## Required action:
A single number is the answer here: the count of lines in the data below that include the word "usize".

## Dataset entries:
■ ■ ■ ■ ■

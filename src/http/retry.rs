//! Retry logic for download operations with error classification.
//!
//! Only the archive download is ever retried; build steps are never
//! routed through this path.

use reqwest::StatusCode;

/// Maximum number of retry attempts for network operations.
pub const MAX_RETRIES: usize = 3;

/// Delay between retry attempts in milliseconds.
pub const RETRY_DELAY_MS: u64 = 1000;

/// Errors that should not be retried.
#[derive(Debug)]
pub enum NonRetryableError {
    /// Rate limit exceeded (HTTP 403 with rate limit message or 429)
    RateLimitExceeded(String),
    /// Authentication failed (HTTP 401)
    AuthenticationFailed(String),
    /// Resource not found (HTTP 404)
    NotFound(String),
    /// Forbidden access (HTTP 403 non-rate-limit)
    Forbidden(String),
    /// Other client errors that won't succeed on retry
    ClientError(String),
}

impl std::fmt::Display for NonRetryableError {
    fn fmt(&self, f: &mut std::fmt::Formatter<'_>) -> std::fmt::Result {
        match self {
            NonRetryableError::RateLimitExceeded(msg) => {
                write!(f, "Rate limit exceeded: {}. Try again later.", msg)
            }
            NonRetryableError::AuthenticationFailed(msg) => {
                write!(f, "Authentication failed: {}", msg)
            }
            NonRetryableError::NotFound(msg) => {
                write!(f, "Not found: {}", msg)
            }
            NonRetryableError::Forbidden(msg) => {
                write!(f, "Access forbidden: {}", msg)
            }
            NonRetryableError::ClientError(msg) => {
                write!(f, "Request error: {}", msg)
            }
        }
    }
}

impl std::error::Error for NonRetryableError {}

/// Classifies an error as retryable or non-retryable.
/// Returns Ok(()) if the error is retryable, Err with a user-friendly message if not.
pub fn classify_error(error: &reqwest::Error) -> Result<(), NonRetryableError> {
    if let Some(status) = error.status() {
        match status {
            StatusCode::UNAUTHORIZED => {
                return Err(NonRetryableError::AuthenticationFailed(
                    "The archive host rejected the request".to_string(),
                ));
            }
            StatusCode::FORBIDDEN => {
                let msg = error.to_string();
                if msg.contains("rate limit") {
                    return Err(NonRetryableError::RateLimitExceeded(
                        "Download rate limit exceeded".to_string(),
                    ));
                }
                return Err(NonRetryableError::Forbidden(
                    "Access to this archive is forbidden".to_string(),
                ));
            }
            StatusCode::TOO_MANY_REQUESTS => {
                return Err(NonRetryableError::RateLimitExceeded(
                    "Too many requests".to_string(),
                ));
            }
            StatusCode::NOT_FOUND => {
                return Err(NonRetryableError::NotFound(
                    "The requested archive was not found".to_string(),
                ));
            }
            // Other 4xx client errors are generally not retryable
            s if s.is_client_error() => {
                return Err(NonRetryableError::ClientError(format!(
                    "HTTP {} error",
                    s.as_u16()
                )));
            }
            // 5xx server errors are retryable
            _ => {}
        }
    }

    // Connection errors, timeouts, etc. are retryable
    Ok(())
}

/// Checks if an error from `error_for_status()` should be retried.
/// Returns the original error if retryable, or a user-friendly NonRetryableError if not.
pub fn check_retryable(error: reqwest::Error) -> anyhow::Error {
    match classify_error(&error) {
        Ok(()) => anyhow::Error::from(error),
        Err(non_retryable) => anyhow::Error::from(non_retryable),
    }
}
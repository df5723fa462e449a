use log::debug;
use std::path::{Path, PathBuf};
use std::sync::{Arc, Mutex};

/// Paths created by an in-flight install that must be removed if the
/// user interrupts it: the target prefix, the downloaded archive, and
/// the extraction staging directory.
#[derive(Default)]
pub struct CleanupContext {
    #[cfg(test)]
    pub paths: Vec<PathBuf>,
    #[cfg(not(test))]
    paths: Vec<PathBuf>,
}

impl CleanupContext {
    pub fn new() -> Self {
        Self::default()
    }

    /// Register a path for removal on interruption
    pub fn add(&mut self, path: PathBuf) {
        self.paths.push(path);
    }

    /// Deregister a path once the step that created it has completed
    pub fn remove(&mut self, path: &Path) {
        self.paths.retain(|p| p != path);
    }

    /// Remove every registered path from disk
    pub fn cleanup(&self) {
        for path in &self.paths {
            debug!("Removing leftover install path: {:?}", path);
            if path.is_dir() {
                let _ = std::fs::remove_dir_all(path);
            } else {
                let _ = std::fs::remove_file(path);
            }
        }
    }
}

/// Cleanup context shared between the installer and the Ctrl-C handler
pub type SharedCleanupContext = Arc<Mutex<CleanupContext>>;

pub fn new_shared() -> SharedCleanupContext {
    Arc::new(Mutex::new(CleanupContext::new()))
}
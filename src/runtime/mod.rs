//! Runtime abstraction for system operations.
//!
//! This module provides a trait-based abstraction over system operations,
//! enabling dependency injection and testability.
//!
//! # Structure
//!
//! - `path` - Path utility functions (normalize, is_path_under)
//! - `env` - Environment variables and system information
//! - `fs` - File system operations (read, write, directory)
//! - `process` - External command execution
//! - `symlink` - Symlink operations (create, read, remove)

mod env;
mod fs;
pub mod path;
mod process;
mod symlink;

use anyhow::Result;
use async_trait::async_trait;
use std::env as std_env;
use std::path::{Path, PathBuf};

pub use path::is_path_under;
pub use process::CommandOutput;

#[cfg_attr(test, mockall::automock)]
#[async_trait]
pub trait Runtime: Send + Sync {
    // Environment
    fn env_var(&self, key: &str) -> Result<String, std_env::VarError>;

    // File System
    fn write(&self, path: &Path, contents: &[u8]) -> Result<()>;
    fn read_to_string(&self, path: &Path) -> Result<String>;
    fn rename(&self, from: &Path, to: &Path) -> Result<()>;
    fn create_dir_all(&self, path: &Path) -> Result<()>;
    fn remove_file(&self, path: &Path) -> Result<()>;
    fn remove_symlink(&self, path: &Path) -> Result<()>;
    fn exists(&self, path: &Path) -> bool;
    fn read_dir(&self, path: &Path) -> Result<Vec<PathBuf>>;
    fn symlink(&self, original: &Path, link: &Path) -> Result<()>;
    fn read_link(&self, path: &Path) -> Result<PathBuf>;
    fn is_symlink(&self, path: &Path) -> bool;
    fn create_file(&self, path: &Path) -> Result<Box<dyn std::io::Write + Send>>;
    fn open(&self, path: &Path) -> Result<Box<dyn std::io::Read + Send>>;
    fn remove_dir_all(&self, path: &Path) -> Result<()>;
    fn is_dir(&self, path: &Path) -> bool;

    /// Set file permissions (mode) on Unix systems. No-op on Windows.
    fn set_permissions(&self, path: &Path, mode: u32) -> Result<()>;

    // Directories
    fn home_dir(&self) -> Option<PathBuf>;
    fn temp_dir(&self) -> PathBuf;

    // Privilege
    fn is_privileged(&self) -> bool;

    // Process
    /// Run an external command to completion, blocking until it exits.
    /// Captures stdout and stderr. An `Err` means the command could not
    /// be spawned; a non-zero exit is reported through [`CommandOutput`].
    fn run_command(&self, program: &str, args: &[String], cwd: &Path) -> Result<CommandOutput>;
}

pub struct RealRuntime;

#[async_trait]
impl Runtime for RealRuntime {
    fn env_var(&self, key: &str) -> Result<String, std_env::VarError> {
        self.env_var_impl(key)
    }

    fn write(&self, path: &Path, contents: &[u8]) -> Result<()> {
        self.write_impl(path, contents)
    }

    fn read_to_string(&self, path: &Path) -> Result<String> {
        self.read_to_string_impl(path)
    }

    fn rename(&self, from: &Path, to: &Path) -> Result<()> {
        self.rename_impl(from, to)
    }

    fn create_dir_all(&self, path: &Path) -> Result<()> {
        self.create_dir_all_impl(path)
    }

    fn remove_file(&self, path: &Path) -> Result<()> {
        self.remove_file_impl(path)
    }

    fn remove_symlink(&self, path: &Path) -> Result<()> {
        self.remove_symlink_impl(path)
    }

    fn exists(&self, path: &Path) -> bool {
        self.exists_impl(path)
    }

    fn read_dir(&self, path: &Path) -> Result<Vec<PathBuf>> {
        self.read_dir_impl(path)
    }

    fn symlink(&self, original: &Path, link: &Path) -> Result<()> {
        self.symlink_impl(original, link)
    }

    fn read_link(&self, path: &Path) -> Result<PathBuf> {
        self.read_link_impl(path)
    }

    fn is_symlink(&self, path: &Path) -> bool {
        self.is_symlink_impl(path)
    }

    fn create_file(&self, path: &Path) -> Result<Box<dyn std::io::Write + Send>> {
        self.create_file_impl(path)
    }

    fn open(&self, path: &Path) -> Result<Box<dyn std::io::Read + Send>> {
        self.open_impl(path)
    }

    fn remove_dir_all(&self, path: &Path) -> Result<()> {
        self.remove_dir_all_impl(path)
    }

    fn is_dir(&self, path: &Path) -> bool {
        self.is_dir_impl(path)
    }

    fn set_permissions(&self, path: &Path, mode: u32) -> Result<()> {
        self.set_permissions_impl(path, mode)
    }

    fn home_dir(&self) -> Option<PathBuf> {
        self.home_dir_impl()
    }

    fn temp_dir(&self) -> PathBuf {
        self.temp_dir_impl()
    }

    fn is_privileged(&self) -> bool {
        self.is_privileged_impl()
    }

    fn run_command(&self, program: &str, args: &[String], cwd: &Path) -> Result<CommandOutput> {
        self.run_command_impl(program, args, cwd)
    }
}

■ ■ ■ ■ ■

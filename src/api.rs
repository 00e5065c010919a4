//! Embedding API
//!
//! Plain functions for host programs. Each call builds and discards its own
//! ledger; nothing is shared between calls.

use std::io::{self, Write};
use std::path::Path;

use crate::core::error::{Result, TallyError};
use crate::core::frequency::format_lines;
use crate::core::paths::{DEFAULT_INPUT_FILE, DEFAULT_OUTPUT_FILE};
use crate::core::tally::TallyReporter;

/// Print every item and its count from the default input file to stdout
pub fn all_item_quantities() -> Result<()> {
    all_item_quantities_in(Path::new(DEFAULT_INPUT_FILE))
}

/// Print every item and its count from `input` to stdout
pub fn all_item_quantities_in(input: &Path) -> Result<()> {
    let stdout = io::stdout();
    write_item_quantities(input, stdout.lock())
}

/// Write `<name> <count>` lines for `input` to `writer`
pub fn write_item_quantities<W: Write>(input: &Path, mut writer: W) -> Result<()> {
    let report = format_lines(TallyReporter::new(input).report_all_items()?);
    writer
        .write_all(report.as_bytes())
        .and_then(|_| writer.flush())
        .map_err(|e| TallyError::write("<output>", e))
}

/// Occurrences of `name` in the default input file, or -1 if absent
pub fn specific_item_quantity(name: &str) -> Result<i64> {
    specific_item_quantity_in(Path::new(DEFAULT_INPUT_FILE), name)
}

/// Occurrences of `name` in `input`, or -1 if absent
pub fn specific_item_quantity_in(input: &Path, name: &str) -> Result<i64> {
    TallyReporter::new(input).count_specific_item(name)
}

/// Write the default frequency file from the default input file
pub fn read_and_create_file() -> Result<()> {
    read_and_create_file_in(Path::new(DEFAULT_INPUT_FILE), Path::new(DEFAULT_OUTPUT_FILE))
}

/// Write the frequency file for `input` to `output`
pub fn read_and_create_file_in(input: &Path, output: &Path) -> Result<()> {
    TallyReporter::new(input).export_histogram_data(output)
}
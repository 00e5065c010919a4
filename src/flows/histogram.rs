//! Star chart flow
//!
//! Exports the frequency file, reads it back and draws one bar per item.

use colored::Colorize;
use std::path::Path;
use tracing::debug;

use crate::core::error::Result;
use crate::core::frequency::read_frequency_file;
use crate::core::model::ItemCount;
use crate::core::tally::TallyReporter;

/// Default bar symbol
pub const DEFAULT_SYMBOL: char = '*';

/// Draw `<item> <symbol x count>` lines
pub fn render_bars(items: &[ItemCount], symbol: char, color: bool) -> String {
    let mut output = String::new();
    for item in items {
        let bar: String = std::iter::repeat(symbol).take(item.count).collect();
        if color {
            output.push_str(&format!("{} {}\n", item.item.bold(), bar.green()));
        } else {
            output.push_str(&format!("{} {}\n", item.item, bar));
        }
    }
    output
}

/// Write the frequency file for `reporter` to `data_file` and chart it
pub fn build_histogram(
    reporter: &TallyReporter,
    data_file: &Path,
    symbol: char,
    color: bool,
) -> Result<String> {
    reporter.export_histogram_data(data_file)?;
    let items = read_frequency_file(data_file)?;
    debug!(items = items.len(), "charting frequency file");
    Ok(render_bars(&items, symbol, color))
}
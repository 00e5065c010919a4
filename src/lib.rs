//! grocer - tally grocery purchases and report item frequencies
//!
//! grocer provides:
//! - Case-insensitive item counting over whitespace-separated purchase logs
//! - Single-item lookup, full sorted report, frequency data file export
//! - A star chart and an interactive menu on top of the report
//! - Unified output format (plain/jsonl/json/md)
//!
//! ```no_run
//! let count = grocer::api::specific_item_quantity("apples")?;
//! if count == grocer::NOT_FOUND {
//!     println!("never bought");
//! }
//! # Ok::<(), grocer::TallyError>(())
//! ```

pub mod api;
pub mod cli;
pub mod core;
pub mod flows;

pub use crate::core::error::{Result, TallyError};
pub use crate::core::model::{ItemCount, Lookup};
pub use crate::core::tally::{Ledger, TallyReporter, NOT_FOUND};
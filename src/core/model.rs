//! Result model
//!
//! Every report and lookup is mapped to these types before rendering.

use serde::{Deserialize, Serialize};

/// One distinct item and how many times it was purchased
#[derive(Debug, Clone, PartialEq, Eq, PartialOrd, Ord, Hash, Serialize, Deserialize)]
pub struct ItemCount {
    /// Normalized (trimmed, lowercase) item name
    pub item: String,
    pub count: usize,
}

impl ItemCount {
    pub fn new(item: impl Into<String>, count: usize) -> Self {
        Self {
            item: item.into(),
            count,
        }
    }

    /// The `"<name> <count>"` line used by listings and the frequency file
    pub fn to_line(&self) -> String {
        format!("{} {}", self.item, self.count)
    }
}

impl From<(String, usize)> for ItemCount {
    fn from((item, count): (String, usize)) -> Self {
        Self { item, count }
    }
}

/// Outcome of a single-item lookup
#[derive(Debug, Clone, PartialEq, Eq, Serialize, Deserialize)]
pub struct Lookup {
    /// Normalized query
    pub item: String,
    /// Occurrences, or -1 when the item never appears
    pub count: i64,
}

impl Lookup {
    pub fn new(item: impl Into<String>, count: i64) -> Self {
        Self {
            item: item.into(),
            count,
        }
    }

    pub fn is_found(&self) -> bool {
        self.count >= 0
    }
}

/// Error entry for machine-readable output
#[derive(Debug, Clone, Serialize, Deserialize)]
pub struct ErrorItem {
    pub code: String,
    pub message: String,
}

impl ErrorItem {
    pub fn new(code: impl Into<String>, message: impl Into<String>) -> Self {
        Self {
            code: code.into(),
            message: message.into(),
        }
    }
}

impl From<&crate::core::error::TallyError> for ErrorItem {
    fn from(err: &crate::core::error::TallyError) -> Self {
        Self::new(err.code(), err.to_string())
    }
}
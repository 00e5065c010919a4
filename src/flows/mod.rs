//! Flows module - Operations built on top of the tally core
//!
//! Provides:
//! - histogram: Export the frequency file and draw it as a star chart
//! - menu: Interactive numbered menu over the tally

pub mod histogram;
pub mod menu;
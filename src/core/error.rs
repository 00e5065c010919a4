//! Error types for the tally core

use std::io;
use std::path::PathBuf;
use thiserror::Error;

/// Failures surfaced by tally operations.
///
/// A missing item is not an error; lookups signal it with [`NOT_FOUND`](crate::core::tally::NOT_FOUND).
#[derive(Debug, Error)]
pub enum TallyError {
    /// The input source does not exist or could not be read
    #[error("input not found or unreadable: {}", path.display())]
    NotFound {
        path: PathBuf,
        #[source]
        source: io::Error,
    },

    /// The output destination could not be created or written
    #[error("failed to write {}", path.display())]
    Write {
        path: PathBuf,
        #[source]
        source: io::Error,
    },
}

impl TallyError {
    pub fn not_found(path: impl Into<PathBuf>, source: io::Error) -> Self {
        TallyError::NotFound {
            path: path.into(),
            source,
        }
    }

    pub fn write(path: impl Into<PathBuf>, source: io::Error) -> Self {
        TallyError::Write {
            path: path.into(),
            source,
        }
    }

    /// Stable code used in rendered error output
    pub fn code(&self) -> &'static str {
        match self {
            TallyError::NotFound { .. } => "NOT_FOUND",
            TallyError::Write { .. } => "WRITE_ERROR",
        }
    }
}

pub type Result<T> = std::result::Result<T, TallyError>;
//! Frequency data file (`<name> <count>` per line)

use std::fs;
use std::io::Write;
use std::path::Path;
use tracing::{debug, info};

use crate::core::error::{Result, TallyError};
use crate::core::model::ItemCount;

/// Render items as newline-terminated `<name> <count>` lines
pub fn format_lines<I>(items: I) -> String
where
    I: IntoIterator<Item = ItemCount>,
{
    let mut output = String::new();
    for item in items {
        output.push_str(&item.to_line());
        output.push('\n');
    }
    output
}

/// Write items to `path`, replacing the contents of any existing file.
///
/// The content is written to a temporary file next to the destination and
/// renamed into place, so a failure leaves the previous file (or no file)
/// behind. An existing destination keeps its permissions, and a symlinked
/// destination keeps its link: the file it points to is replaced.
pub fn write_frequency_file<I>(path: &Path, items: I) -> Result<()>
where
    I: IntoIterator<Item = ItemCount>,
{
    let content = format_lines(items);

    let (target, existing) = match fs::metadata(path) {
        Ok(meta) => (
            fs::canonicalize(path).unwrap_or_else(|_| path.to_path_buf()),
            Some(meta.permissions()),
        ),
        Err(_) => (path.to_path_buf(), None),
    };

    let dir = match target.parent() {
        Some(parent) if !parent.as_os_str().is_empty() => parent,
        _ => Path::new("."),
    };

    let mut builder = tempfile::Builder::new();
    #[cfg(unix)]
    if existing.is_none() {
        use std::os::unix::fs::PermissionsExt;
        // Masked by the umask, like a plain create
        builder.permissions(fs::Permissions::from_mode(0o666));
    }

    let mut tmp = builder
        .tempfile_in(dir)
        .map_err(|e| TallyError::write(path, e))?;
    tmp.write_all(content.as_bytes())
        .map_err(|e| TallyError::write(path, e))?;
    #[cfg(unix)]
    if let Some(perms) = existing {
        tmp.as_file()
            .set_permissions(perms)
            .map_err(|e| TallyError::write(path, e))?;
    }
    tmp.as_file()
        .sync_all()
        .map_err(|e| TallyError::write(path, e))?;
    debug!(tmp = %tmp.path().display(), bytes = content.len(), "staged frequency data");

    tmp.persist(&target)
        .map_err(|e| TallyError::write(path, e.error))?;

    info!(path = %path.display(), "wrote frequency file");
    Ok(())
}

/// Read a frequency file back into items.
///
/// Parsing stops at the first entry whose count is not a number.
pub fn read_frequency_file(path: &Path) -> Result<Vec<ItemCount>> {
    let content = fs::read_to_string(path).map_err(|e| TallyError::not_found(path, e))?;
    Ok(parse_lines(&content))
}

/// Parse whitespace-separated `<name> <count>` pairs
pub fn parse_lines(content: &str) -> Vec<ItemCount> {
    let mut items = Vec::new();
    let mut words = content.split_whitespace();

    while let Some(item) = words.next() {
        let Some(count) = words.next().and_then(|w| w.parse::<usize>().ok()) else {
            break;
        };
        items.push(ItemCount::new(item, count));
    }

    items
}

■ ■ ■ ■ ■

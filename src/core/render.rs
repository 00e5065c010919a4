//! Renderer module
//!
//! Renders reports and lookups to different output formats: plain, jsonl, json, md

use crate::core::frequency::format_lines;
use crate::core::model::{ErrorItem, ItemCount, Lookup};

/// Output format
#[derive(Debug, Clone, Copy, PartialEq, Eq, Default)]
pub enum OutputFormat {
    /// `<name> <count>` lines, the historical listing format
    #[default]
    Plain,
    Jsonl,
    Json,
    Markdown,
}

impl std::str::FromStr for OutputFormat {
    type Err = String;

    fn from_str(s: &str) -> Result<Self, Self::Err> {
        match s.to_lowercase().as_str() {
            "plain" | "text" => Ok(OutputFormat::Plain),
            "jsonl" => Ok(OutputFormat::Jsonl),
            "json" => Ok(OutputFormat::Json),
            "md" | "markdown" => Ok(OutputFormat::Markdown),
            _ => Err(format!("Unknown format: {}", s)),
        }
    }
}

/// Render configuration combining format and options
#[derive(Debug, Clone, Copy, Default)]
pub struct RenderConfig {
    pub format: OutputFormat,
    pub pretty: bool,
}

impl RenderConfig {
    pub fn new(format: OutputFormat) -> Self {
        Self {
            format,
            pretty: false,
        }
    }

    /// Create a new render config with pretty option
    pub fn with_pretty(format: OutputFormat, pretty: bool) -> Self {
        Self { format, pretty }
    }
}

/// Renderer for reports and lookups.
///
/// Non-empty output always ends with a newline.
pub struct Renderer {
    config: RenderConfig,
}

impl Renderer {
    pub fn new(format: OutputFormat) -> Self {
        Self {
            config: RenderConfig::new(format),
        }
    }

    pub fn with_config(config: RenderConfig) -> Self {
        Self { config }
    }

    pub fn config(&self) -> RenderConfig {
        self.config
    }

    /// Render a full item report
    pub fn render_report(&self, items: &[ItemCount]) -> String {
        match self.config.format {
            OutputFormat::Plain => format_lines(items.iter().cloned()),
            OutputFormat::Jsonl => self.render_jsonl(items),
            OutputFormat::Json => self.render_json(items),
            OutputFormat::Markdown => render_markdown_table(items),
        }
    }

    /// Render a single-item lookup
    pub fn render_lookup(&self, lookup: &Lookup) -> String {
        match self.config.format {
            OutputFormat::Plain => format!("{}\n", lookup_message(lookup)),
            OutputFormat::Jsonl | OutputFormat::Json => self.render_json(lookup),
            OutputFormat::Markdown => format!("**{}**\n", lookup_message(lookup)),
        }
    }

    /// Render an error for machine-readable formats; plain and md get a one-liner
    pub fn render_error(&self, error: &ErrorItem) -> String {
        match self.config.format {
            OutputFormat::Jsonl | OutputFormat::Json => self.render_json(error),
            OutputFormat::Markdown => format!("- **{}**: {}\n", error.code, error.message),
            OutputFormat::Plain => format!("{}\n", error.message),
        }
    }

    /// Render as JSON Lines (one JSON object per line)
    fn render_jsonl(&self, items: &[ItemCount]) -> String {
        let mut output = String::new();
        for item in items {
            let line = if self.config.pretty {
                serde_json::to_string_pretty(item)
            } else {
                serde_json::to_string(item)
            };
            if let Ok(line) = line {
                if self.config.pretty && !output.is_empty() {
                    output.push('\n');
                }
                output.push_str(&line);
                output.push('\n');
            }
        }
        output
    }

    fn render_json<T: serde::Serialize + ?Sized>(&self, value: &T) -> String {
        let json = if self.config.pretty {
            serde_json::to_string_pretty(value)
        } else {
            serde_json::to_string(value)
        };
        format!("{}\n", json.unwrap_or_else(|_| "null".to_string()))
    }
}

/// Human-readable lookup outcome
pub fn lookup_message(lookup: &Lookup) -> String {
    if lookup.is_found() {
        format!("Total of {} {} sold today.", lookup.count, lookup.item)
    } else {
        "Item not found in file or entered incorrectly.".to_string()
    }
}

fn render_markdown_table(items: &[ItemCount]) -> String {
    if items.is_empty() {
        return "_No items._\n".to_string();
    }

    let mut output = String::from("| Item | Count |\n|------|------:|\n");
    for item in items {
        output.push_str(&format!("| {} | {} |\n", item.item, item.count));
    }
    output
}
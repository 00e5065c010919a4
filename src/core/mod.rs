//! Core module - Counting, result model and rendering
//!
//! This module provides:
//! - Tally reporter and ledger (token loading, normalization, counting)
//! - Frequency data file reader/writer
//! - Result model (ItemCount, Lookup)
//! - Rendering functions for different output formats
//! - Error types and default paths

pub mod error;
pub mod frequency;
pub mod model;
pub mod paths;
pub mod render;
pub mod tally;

■ ■ ■ ■ ■

## Answer to this problem:
6